Collected data entries:
>>>>

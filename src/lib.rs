//! Codescope - structured code intelligence core.
//!
//! Codescope ingests parsed representations of source files and turns them
//! into structured intelligence: which frameworks are in use, what API
//! surface exists, how state is mutated, what events are wired up, and how
//! files depend on one another.
//!
//! # Architecture
//!
//! Three subsystems over a shared canonical record:
//!
//! - `coordinator`: language-based parser routing with multi-level fallback
//! - `detect`: framework / API / state / event detection engines
//! - `aggregate`: finding fusion, folder structure, dependency graph and
//!   circular-dependency detection
//!
//! Supporting modules: `analysis` (the canonical `FileAnalysis` record and
//! the parser adapter traits), `language` (the fixed language enumeration),
//! `config` (scoring tunables).
//!
//! The core never touches a filesystem or network: files arrive as an
//! already-read path -> content map, parsers are opaque adapters registered
//! behind traits, and results are in-memory serializable records.

pub mod aggregate;
pub mod analysis;
pub mod config;
pub mod coordinator;
pub mod detect;
pub mod language;

pub use aggregate::{
    aggregate_results, build_dependency_graph, detect_circular_dependencies, AnalysisResult,
    EnrichedFile, ResultMetadata, Summary,
};
pub use analysis::{BasicMetrics, ClassInfo, FileAnalysis, FunctionInfo, ParserAdapter, StructuralParser};
pub use config::ScoringConfig;
pub use coordinator::{
    AnalysisCoordinator, BatchOptions, CancelFlag, CoordinatorError, CoordinatorResult,
    CoordinatorStats, ParserTier,
};
pub use detect::{
    ApiDetector, ApiEndpoint, EventDetector, EventHandlerRecord, FrameworkDetection,
    FrameworkDetector, FrameworkReport, StateChangePattern, StateDetector,
};
pub use language::Language;
//! Detection configuration.
//!
//! The confidence-normalization constants are empirically chosen; they live
//! here as named, overridable configuration rather than hard-coded
//! invariants, and can be loaded from a YAML file.

use std::fs;
use std::path::Path;

use serde::{Deserialize, Serialize};

/// Scale applied to the achievable pattern-weight ceiling.
pub const DEFAULT_DAMPING_FACTOR: f64 = 0.7;
/// Lower bound for the ceiling; keeps threshold tests meaningful on small or
/// unbalanced corpora and makes division by zero impossible.
pub const DEFAULT_NORMALIZATION_FLOOR: f64 = 2.0;
/// How many most-frequent names detection stats report.
pub const DEFAULT_TOP_NAME_COUNT: usize = 5;

/// Tunables for confidence scoring and detection stats.
#[derive(Debug, Clone, Serialize, Deserialize)]
pub struct ScoringConfig {
    #[serde(default = "default_damping_factor")]
    pub damping_factor: f64,
    #[serde(default = "default_normalization_floor")]
    pub normalization_floor: f64,
    #[serde(default = "default_top_name_count")]
    pub top_name_count: usize,
}

fn default_damping_factor() -> f64 {
    DEFAULT_DAMPING_FACTOR
}

fn default_normalization_floor() -> f64 {
    DEFAULT_NORMALIZATION_FLOOR
}

fn default_top_name_count() -> usize {
    DEFAULT_TOP_NAME_COUNT
}

impl Default for ScoringConfig {
    fn default() -> Self {
        Self {
            damping_factor: DEFAULT_DAMPING_FACTOR,
            normalization_floor: DEFAULT_NORMALIZATION_FLOOR,
            top_name_count: DEFAULT_TOP_NAME_COUNT,
        }
    }
}

impl ScoringConfig {
    /// Parse a config from a YAML file. Missing fields keep their defaults.
    pub fn parse_file<P: AsRef<Path>>(path: P) -> anyhow::Result<Self> {
        let content = fs::read_to_string(path.as_ref())?;
        let config: ScoringConfig = serde_yaml::from_str(&content)?;
        Ok(config)
    }
}
//! API-surface detection.
//!
//! Framework-specific matchers classify route decorators and router-call
//! signals; a generic naming-convention matcher runs last and only for
//! functions none of whose signals were claimed by a specific matcher.

use std::collections::BTreeMap;

use lazy_static::lazy_static;
use regex::Regex;

use crate::analysis::{method_name, FileAnalysis, FunctionInfo};
use crate::config::ScoringConfig;
use crate::language::Language;

use super::stats::{detection_report, detection_stats, DetectionReport, DetectionStats};
use super::types::{sort_findings, ApiEndpoint, ApiKind, SignalOrigin};

lazy_static! {
    // @app.route('/users', methods=['GET', 'POST'])
    static ref FLASK_ROUTE_RE: Regex =
        Regex::new(r#"(?:^|\.)route\s*\(\s*['"]([^'"]+)['"]"#).unwrap();
    static ref FLASK_METHODS_RE: Regex = Regex::new(r#"methods\s*=\s*\[([^\]]+)\]"#).unwrap();
    // @app.get('/items') / @router.post("/users")
    static ref METHOD_DECORATOR_RE: Regex = Regex::new(
        r#"^(?:app|router|api|blueprint|bp)\.(get|post|put|delete|patch|head|options)\s*\(\s*['"]([^'"]+)['"]"#
    )
    .unwrap();
    // @api_view(['GET'])
    static ref API_VIEW_RE: Regex =
        Regex::new(r#"^api_view\s*\(\s*\[([^\]]+)\]"#).unwrap();
    // "GET /users" endpoint signals
    static ref ROUTER_CALL_RE: Regex =
        Regex::new(r"^(GET|POST|PUT|DELETE|PATCH|HEAD|OPTIONS)\s+(\S+)$").unwrap();
    // get_users, fetchOrders, users_endpoint; handle*/on_* belongs to the
    // event detector's generic matcher
    static ref GENERIC_HANDLER_RE: Regex = Regex::new(
        r"^(?:get|post|put|delete|patch|fetch)(?:_\w+|[A-Z]\w*)$|_(?:endpoint|handler|view)$"
    )
    .unwrap();
}

/// Detects exposed API surface across a corpus.
#[derive(Default)]
pub struct ApiDetector {
    config: ScoringConfig,
}

impl ApiDetector {
    pub fn new() -> Self {
        Self::default()
    }

    pub fn with_config(config: ScoringConfig) -> Self {
        Self { config }
    }

    /// Scan the corpus, sorted by (file, line). Files with a recorded parse
    /// error are skipped entirely.
    pub fn detect(&self, corpus: &BTreeMap<String, FileAnalysis>) -> Vec<ApiEndpoint> {
        let mut findings = Vec::new();
        for (path, analysis) in corpus {
            if analysis.has_error() {
                continue;
            }
            for (container, info) in analysis.all_functions() {
                scan_function(path, analysis.language, &container, info, &mut findings);
            }
        }
        sort_findings(&mut findings);
        findings
    }

    pub fn detection_stats(&self, findings: &[ApiEndpoint]) -> DetectionStats {
        detection_stats(findings, self.config.top_name_count)
    }

    pub fn detection_report(
        &self,
        corpus: &BTreeMap<String, FileAnalysis>,
    ) -> DetectionReport<ApiEndpoint> {
        detection_report(self.detect(corpus), self.config.top_name_count)
    }
}

fn scan_function(
    path: &str,
    language: Language,
    container: &str,
    info: &FunctionInfo,
    findings: &mut Vec<ApiEndpoint>,
) {
    let mut origin = SignalOrigin::Unclaimed;

    for decorator in &info.decorators {
        if let Some(finding) = classify_decorator(path, language, container, info, decorator) {
            origin = SignalOrigin::Specific("decorator");
            findings.push(finding);
        }
    }

    for signal in &info.api_endpoints {
        if let Some(caps) = ROUTER_CALL_RE.captures(signal) {
            origin = SignalOrigin::Specific("router");
            let framework = if language.is_javascript_family() {
                "express"
            } else {
                "generic"
            };
            let mut detail = BTreeMap::new();
            detail.insert("method".to_string(), caps[1].to_string());
            detail.insert("route".to_string(), caps[2].to_string());
            detail.insert("name".to_string(), caps[2].to_string());
            findings.push(ApiEndpoint {
                kind: ApiKind::RouterCall,
                framework: framework.to_string(),
                file: path.to_string(),
                line: info.line,
                container: container.to_string(),
                detail,
            });
        }
    }

    // Generic naming-convention matcher: last, and never re-matching a
    // function whose signals were already claimed above.
    if !origin.is_claimed() {
        let bare = method_name(container.rsplit('.').next().unwrap_or(container));
        if GENERIC_HANDLER_RE.is_match(bare) {
            let mut detail = BTreeMap::new();
            detail.insert("name".to_string(), bare.to_string());
            findings.push(ApiEndpoint {
                kind: ApiKind::GenericHandler,
                framework: "generic".to_string(),
                file: path.to_string(),
                line: info.line,
                container: container.to_string(),
                detail,
            });
        }
    }
}

fn classify_decorator(
    path: &str,
    language: Language,
    container: &str,
    info: &FunctionInfo,
    decorator: &str,
) -> Option<ApiEndpoint> {
    if let Some(caps) = METHOD_DECORATOR_RE.captures(decorator) {
        let framework = if language == Language::Python {
            "fastapi"
        } else {
            "express"
        };
        let mut detail = BTreeMap::new();
        detail.insert("method".to_string(), caps[1].to_ascii_uppercase());
        detail.insert("route".to_string(), caps[2].to_string());
        detail.insert("name".to_string(), caps[2].to_string());
        return Some(ApiEndpoint {
            kind: ApiKind::RouteDecorator,
            framework: framework.to_string(),
            file: path.to_string(),
            line: info.line,
            container: container.to_string(),
            detail,
        });
    }

    if let Some(caps) = FLASK_ROUTE_RE.captures(decorator) {
        let methods = FLASK_METHODS_RE
            .captures(decorator)
            .map(|m| m[1].replace(['\'', '"', ' '], ""))
            .unwrap_or_else(|| "GET".to_string());
        let mut detail = BTreeMap::new();
        detail.insert("route".to_string(), caps[1].to_string());
        detail.insert("methods".to_string(), methods);
        detail.insert("name".to_string(), caps[1].to_string());
        return Some(ApiEndpoint {
            kind: ApiKind::RouteDecorator,
            framework: "flask".to_string(),
            file: path.to_string(),
            line: info.line,
            container: container.to_string(),
            detail,
        });
    }

    if let Some(caps) = API_VIEW_RE.captures(decorator) {
        let mut detail = BTreeMap::new();
        detail.insert(
            "methods".to_string(),
            caps[1].replace(['\'', '"', ' '], ""),
        );
        detail.insert("name".to_string(), container.to_string());
        return Some(ApiEndpoint {
            kind: ApiKind::RouteDecorator,
            framework: "django".to_string(),
            file: path.to_string(),
            line: info.line,
            container: container.to_string(),
            detail,
        });
    }

    None
}
//! Language detection from file paths and content.
//!
//! Maps a (path, content) pair to one tag from a fixed language enumeration.
//! Detection is extension-first with a shebang sniff for extensionless files.

use phf::phf_map;
use serde::{Deserialize, Serialize};

/// The fixed set of languages the pipeline routes on.
///
/// `Unknown` is a valid tag: files that don't resolve to a known language
/// still flow through the pipeline on the basic-metrics tier.
#[derive(
    Debug, Clone, Copy, Default, PartialEq, Eq, Hash, PartialOrd, Ord, Serialize, Deserialize,
)]
#[serde(rename_all = "lowercase")]
pub enum Language {
    Python,
    JavaScript,
    TypeScript,
    Vue,
    Rust,
    Go,
    Java,
    Ruby,
    Html,
    Css,
    Json,
    Yaml,
    Markdown,
    #[default]
    Unknown,
}

impl Language {
    pub fn as_str(&self) -> &'static str {
        match self {
            Language::Python => "python",
            Language::JavaScript => "javascript",
            Language::TypeScript => "typescript",
            Language::Vue => "vue",
            Language::Rust => "rust",
            Language::Go => "go",
            Language::Java => "java",
            Language::Ruby => "ruby",
            Language::Html => "html",
            Language::Css => "css",
            Language::Json => "json",
            Language::Yaml => "yaml",
            Language::Markdown => "markdown",
            Language::Unknown => "unknown",
        }
    }

    /// Whether this is a JavaScript-family language (plain JS, TS, or Vue SFC).
    pub fn is_javascript_family(&self) -> bool {
        matches!(
            self,
            Language::JavaScript | Language::TypeScript | Language::Vue
        )
    }
}

impl std::fmt::Display for Language {
    fn fmt(&self, f: &mut std::fmt::Formatter<'_>) -> std::fmt::Result {
        write!(f, "{}", self.as_str())
    }
}

/// Extension -> language table. Extensions are lowercase, without the dot.
static EXTENSIONS: phf::Map<&'static str, Language> = phf_map! {
    "py" => Language::Python,
    "pyw" => Language::Python,
    "pyi" => Language::Python,
    "js" => Language::JavaScript,
    "jsx" => Language::JavaScript,
    "mjs" => Language::JavaScript,
    "cjs" => Language::JavaScript,
    "ts" => Language::TypeScript,
    "tsx" => Language::TypeScript,
    "mts" => Language::TypeScript,
    "vue" => Language::Vue,
    "rs" => Language::Rust,
    "go" => Language::Go,
    "java" => Language::Java,
    "rb" => Language::Ruby,
    "html" => Language::Html,
    "htm" => Language::Html,
    "css" => Language::Css,
    "scss" => Language::Css,
    "less" => Language::Css,
    "json" => Language::Json,
    "yaml" => Language::Yaml,
    "yml" => Language::Yaml,
    "md" => Language::Markdown,
    "markdown" => Language::Markdown,
};

/// Extract the extension of a path, lowercase, without the dot.
///
/// Dotfiles like `.gitignore` have no extension. Returns None for paths
/// without a `.` in their final component.
pub fn extension_of(path: &str) -> Option<String> {
    let file_name = path.rsplit('/').next().unwrap_or(path);
    let dot = file_name.rfind('.')?;
    if dot == 0 {
        return None;
    }
    Some(file_name[dot + 1..].to_ascii_lowercase())
}

/// Look up a language by file extension (without the dot).
pub fn from_extension(ext: &str) -> Language {
    EXTENSIONS
        .get(ext.to_ascii_lowercase().as_str())
        .copied()
        .unwrap_or(Language::Unknown)
}

/// Detect the language of a file from its path and content.
///
/// Extension wins when present; extensionless files fall back to a shebang
/// sniff of the first line.
pub fn detect(path: &str, content: &str) -> Language {
    if let Some(ext) = extension_of(path) {
        let lang = from_extension(&ext);
        if lang != Language::Unknown {
            return lang;
        }
    }
    detect_from_shebang(content)
}

fn detect_from_shebang(content: &str) -> Language {
    let first_line = content.lines().next().unwrap_or("");
    if !first_line.starts_with("#!") {
        return Language::Unknown;
    }
    if first_line.contains("python") {
        Language::Python
    } else if first_line.contains("node") {
        Language::JavaScript
    } else if first_line.contains("ruby") {
        Language::Ruby
    } else {
        Language::Unknown
    }
}
//! Canonical per-file parse records.
//!
//! Every parser adapter, whatever its source language, produces the same
//! `FileAnalysis` shape. Downstream detectors and the aggregator consume
//! only this record; they never see raw source.

use std::collections::BTreeMap;

use serde::{Deserialize, Serialize};

use crate::language::Language;

/// Canonical parse result for a single file.
///
/// Ordered maps keep every derivation over a corpus deterministic.
/// A `FileAnalysis` is never mutated once produced; enrichment downstream
/// works on copies.
#[derive(Debug, Clone, Default, Serialize, Deserialize)]
pub struct FileAnalysis {
    pub path: String,
    #[serde(default)]
    pub language: Language,
    /// Imported module -> list of imported names (empty for bare imports).
    #[serde(default)]
    pub imports: BTreeMap<String, Vec<String>>,
    /// Function signature -> function info.
    #[serde(default)]
    pub functions: BTreeMap<String, FunctionInfo>,
    /// Class name -> class info.
    #[serde(default)]
    pub classes: BTreeMap<String, ClassInfo>,
    #[serde(default, skip_serializing_if = "Option::is_none")]
    pub metrics: Option<BasicMetrics>,
    /// Parse error recorded by the coordinator. Files carrying an error are
    /// skipped by every detector.
    #[serde(default, skip_serializing_if = "Option::is_none")]
    pub error: Option<String>,
}

impl FileAnalysis {
    /// Create an empty analysis for a file.
    pub fn empty(path: &str, language: Language) -> Self {
        Self {
            path: path.to_string(),
            language,
            ..Default::default()
        }
    }

    /// Create an error-tagged analysis with no structure.
    pub fn with_error(path: &str, message: &str) -> Self {
        Self {
            path: path.to_string(),
            language: Language::Unknown,
            error: Some(message.to_string()),
            ..Default::default()
        }
    }

    pub fn has_error(&self) -> bool {
        self.error.is_some()
    }

    /// Line count from basic metrics, 0 when metrics were not computed.
    pub fn line_count(&self) -> usize {
        self.metrics.as_ref().map(|m| m.lines).unwrap_or(0)
    }

    /// Iterate all functions in the file: top-level functions plus class
    /// methods, with the container label the detectors report
    /// (signature for functions, `Class.method` for methods).
    pub fn all_functions(&self) -> impl Iterator<Item = (String, &FunctionInfo)> {
        let top = self
            .functions
            .iter()
            .map(|(sig, info)| (sig.clone(), info));
        let methods = self.classes.iter().flat_map(|(class_name, class)| {
            class
                .methods
                .iter()
                .map(move |(sig, info)| (format!("{}.{}", class_name, method_name(sig)), info))
        });
        top.chain(methods)
    }
}

/// Strip a signature like `save(self, force)` down to its bare name.
pub fn method_name(signature: &str) -> &str {
    signature.split('(').next().unwrap_or(signature).trim()
}

/// Per-function facts produced by the parser adapters.
#[derive(Debug, Clone, Default, Serialize, Deserialize)]
pub struct FunctionInfo {
    #[serde(default, skip_serializing_if = "Option::is_none")]
    pub docstring: Option<String>,
    /// Raw state-change signals, e.g. `"useState:count"`, `"session.add"`.
    #[serde(default)]
    pub state_changes: Vec<String>,
    /// Raw event-handler signals, e.g. `"onClick:handleClick"`,
    /// `"ipcMain.on:save-file"`.
    #[serde(default)]
    pub event_handlers: Vec<String>,
    /// Raw API-endpoint signals, e.g. `"GET /users"`.
    #[serde(default)]
    pub api_endpoints: Vec<String>,
    /// Decorator strings as written, without the leading `@`.
    #[serde(default)]
    pub decorators: Vec<String>,
    #[serde(default)]
    pub is_component: bool,
    #[serde(default)]
    pub is_hook: bool,
    #[serde(default)]
    pub is_async: bool,
    #[serde(default)]
    pub params: Vec<String>,
    /// 1-indexed line of the definition.
    #[serde(default)]
    pub line: usize,
}

/// Per-class facts produced by the parser adapters.
#[derive(Debug, Clone, Default, Serialize, Deserialize)]
pub struct ClassInfo {
    #[serde(default, skip_serializing_if = "Option::is_none")]
    pub docstring: Option<String>,
    /// Method signature -> function info.
    #[serde(default)]
    pub methods: BTreeMap<String, FunctionInfo>,
    /// Base class names as written.
    #[serde(default)]
    pub bases: Vec<String>,
    #[serde(default)]
    pub decorators: Vec<String>,
    /// 1-indexed line of the definition.
    #[serde(default)]
    pub line: usize,
}

/// Line and character counts for a file.
///
/// Pure string arithmetic; computing these cannot fail, which makes them the
/// guaranteed terminal tier of the parser fallback chain.
#[derive(Debug, Clone, PartialEq, Serialize, Deserialize)]
pub struct BasicMetrics {
    pub lines: usize,
    pub characters: usize,
    pub non_empty_lines: usize,
    pub avg_line_length: f64,
}

impl BasicMetrics {
    /// Compute metrics for a file's content.
    pub fn compute(content: &str) -> Self {
        let lines = content.lines().count();
        let characters = content.chars().count();
        let non_empty_lines = content.lines().filter(|l| !l.trim().is_empty()).count();
        let avg_line_length = if lines == 0 {
            0.0
        } else {
            let line_chars: usize = content.lines().map(|l| l.chars().count()).sum();
            line_chars as f64 / lines as f64
        };
        Self {
            lines,
            characters,
            non_empty_lines,
            avg_line_length,
        }
    }
}

#[cfg(test)]
mod tests {
    use super::*;

    #[test]
    fn test_basic_metrics() {
        let m = BasicMetrics::compute("abc\n\n  \ndefgh\n");
        assert_eq!(m.lines, 4);
        assert_eq!(m.non_empty_lines, 2);
        assert_eq!(m.characters, 15);
        // 3 + 0 + 3 + 5 line chars over 4 lines
        assert!((m.avg_line_length - 2.75).abs() < f64::EPSILON);
    }

    #[test]
    fn test_basic_metrics_empty() {
        let m = BasicMetrics::compute("");
        assert_eq!(m.lines, 0);
        assert_eq!(m.characters, 0);
        assert_eq!(m.avg_line_length, 0.0);
    }

    #[test]
    fn test_all_functions_includes_methods() {
        let mut analysis = FileAnalysis::empty("models.py", Language::Python);
        analysis
            .functions
            .insert("main()".to_string(), FunctionInfo::default());
        let mut class = ClassInfo::default();
        class
            .methods
            .insert("save(self)".to_string(), FunctionInfo::default());
        analysis.classes.insert("User".to_string(), class);

        let containers: Vec<String> = analysis.all_functions().map(|(c, _)| c).collect();
        assert!(containers.contains(&"main()".to_string()));
        assert!(containers.contains(&"User.save".to_string()));
    }

    #[test]
    fn test_with_error() {
        let analysis = FileAnalysis::with_error("broken.py", "parser exploded");
        assert!(analysis.has_error());
        assert_eq!(analysis.language, Language::Unknown);
        assert_eq!(analysis.line_count(), 0);
    }

    #[test]
    fn test_method_name() {
        assert_eq!(method_name("save(self, force)"), "save");
        assert_eq!(method_name("plain"), "plain");
    }
}
//! Read-only derivations over detector findings.

use std::collections::BTreeMap;

use serde::Serialize;

use super::types::Finding;

/// Histograms over a set of findings.
#[derive(Debug, Clone, Serialize)]
pub struct DetectionStats {
    pub total: usize,
    pub by_kind: BTreeMap<String, usize>,
    pub by_framework: BTreeMap<String, usize>,
    /// Most frequent concrete names (event, channel, state variable),
    /// descending; ties broken by name.
    pub top_names: Vec<NameCount>,
}

#[derive(Debug, Clone, PartialEq, Eq, Serialize)]
pub struct NameCount {
    pub name: String,
    pub count: usize,
}

/// Compute histograms for findings. Pure derivation; the findings are not
/// modified or filtered.
pub fn detection_stats<F: Finding>(findings: &[F], top_n: usize) -> DetectionStats {
    let mut by_kind: BTreeMap<String, usize> = BTreeMap::new();
    let mut by_framework: BTreeMap<String, usize> = BTreeMap::new();
    let mut names: BTreeMap<String, usize> = BTreeMap::new();

    for finding in findings {
        *by_kind.entry(finding.kind_tag().to_string()).or_insert(0) += 1;
        *by_framework
            .entry(finding.framework().to_string())
            .or_insert(0) += 1;
        if let Some(name) = finding.name() {
            *names.entry(name.to_string()).or_insert(0) += 1;
        }
    }

    let mut top_names: Vec<NameCount> = names
        .into_iter()
        .map(|(name, count)| NameCount { name, count })
        .collect();
    top_names.sort_by(|a, b| b.count.cmp(&a.count).then_with(|| a.name.cmp(&b.name)));
    top_names.truncate(top_n);

    DetectionStats {
        total: findings.len(),
        by_kind,
        by_framework,
        top_names,
    }
}

/// Diagnostic report: findings plus their histograms and a per
/// framework/kind breakdown.
#[derive(Debug, Clone, Serialize)]
pub struct DetectionReport<F> {
    pub summary: DetectionStats,
    pub findings: Vec<F>,
    /// Keyed `framework/kind`.
    pub breakdown: BTreeMap<String, usize>,
}

pub fn detection_report<F: Finding>(findings: Vec<F>, top_n: usize) -> DetectionReport<F> {
    let summary = detection_stats(&findings, top_n);
    let mut breakdown: BTreeMap<String, usize> = BTreeMap::new();
    for finding in &findings {
        *breakdown
            .entry(format!("{}/{}", finding.framework(), finding.kind_tag()))
            .or_insert(0) += 1;
    }
    DetectionReport {
        summary,
        findings,
        breakdown,
    }
}

#[cfg(test)]
mod tests {
    use super::*;
    use crate::detect::types::{EventHandlerRecord, EventKind};
    use std::collections::BTreeMap as Map;

    fn record(file: &str, line: usize, name: &str) -> EventHandlerRecord {
        let mut detail = Map::new();
        detail.insert("name".to_string(), name.to_string());
        EventHandlerRecord {
            kind: EventKind::IpcChannel,
            framework: "electron".to_string(),
            file: file.to_string(),
            line,
            container: "main()".to_string(),
            detail,
        }
    }

    #[test]
    fn test_detection_stats() {
        let findings = vec![
            record("main.js", 1, "save-file"),
            record("main.js", 5, "save-file"),
            record("main.js", 9, "open-file"),
        ];
        let stats = detection_stats(&findings, 5);
        assert_eq!(stats.total, 3);
        assert_eq!(stats.by_kind.get("ipc_channel"), Some(&3));
        assert_eq!(stats.by_framework.get("electron"), Some(&3));
        assert_eq!(
            stats.top_names[0],
            NameCount {
                name: "save-file".to_string(),
                count: 2
            }
        );
    }

    #[test]
    fn test_top_names_truncated() {
        let findings = vec![
            record("a.js", 1, "a"),
            record("a.js", 2, "b"),
            record("a.js", 3, "c"),
        ];
        let stats = detection_stats(&findings, 2);
        assert_eq!(stats.top_names.len(), 2);
    }

    #[test]
    fn test_detection_report_breakdown() {
        let report = detection_report(vec![record("a.js", 1, "x")], 5);
        assert_eq!(report.breakdown.get("electron/ipc_channel"), Some(&1));
        assert_eq!(report.findings.len(), 1);
    }
}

<<<<

Could you write out exactly the lines above, starting at the first one and ending with the line that has "use std::path::Path;"?

- Expected output -
filename src/lib.rs
//! Codescope - structured code intelligence core.
//!
//! Codescope ingests parsed representations of source files and turns them
//! into structured intelligence: which frameworks are in use, what API
//! surface exists, how state is mutated, what events are wired up, and how
//! files depend on one another.
//!
//! # Architecture
//!
//! Three subsystems over a shared canonical record:
//!
//! - `coordinator`: language-based parser routing with multi-level fallback
//! - `detect`: framework / API / state / event detection engines
//! - `aggregate`: finding fusion, folder structure, dependency graph and
//!   circular-dependency detection
//!
//! Supporting modules: `analysis` (the canonical `FileAnalysis` record and
//! the parser adapter traits), `language` (the fixed language enumeration),
//! `config` (scoring tunables).
//!
//! The core never touches a filesystem or network: files arrive as an
//! already-read path -> content map, parsers are opaque adapters registered
//! behind traits, and results are in-memory serializable records.

pub mod aggregate;
pub mod analysis;
pub mod config;
pub mod coordinator;
pub mod detect;
pub mod language;

pub use aggregate::{
    aggregate_results, build_dependency_graph, detect_circular_dependencies, AnalysisResult,
    EnrichedFile, ResultMetadata, Summary,
};
pub use analysis::{BasicMetrics, ClassInfo, FileAnalysis, FunctionInfo, ParserAdapter, StructuralParser};
pub use config::ScoringConfig;
pub use coordinator::{
    AnalysisCoordinator, BatchOptions, CancelFlag, CoordinatorError, CoordinatorResult,
    CoordinatorStats, ParserTier,
};
pub use detect::{
    ApiDetector, ApiEndpoint, EventDetector, EventHandlerRecord, FrameworkDetection,
    FrameworkDetector, FrameworkReport, StateChangePattern, StateDetector,
};
pub use language::Language;
//! Detection configuration.
//!
//! The confidence-normalization constants are empirically chosen; they live
//! here as named, overridable configuration rather than hard-coded
//! invariants, and can be loaded from a YAML file.

use std::fs;
use std::path::Path;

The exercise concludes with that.